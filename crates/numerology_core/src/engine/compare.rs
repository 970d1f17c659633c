//! Side-by-side comparison of two charts.

use crate::model::chart::{ChartPosition, NumerologyChart};
use crate::model::number::NumerologyNumber;
use serde::Serialize;

/// One slot compared across two charts.
#[derive(Debug, Clone, Copy, PartialEq, Eq, Serialize)]
pub struct PositionComparison {
    pub position: ChartPosition,
    pub left: NumerologyNumber,
    pub right: NumerologyNumber,
    pub matches: bool,
}

#[derive(Debug, Clone, PartialEq, Eq, Serialize)]
pub struct ChartComparison {
    /// Every slot of [`ChartPosition::ALL`], in display order.
    pub positions: Vec<PositionComparison>,
    /// Slots holding the same number in both charts.
    pub shared_count: usize,
}

impl ChartComparison {
    pub fn shared_positions(&self) -> impl Iterator<Item = ChartPosition> + '_ {
        self.positions
            .iter()
            .filter(|item| item.matches)
            .map(|item| item.position)
    }
}

/// Compares every chart slot of `left` against `right`.
pub fn compare_charts(left: &NumerologyChart, right: &NumerologyChart) -> ChartComparison {
    let positions: Vec<PositionComparison> = ChartPosition::ALL
        .iter()
        .map(|&position| {
            let left_number = left.number_at(position);
            let right_number = right.number_at(position);
            PositionComparison {
                position,
                left: left_number,
                right: right_number,
                matches: left_number == right_number,
            }
        })
        .collect();
    let shared_count = positions.iter().filter(|item| item.matches).count();

    ChartComparison {
        positions,
        shared_count,
    }
}
//! Connection bootstrap for the chart store.
//!
//! # Invariants
//! - Returned connections have `foreign_keys=ON` and a busy timeout.
//! - Returned connections have every migration applied.

use super::migrations::apply_migrations;
use super::DbResult;
use log::{error, info};
use rusqlite::Connection;
use std::path::Path;
use std::time::{Duration, Instant};

const BUSY_TIMEOUT: Duration = Duration::from_secs(5);

/// Opens (or creates) a chart store file and applies pending migrations.
///
/// # Side effects
/// - Emits `db_open` events with duration and status.
pub fn open_db(path: impl AsRef<Path>) -> DbResult<Connection> {
    open_with("file", || Connection::open(path))
}

/// Opens a throwaway in-memory chart store with migrations applied.
pub fn open_db_in_memory() -> DbResult<Connection> {
    open_with("memory", Connection::open_in_memory)
}

fn open_with(
    mode: &'static str,
    connect: impl FnOnce() -> rusqlite::Result<Connection>,
) -> DbResult<Connection> {
    let started_at = Instant::now();
    info!("event=db_open module=db status=start mode={mode}");

    let mut conn = connect().map_err(|err| {
        error!(
            "event=db_open module=db status=error mode={mode} duration_ms={} error_code=db_open_failed error={err}",
            started_at.elapsed().as_millis()
        );
        err
    })?;

    if let Err(err) = bootstrap_connection(&mut conn) {
        error!(
            "event=db_open module=db status=error mode={mode} duration_ms={} error_code=db_bootstrap_failed error={err}",
            started_at.elapsed().as_millis()
        );
        return Err(err);
    }

    info!(
        "event=db_open module=db status=ok mode={mode} duration_ms={}",
        started_at.elapsed().as_millis()
    );
    Ok(conn)
}

fn bootstrap_connection(conn: &mut Connection) -> DbResult<()> {
    conn.execute_batch("PRAGMA foreign_keys = ON;")?;
    conn.busy_timeout(BUSY_TIMEOUT)?;
    apply_migrations(conn)?;
    Ok(())
}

------------------------------------------------------------------------

Look above and repeat, character for character, the lines from the first one to the line with "#[derive(Debug, Clone, Copy, PartialEq, Eq, Serialize)]", counting both.

filename crates/numerology_core/src/engine/compare.rs
repository 970d1f17c659633c
//! Side-by-side comparison of two charts.

use crate::model::chart::{ChartPosition, NumerologyChart};
use crate::model::number::NumerologyNumber;
use serde::Serialize;

/// One slot compared across two charts.
#[derive(Debug, Clone, Copy, PartialEq, Eq, Serialize)]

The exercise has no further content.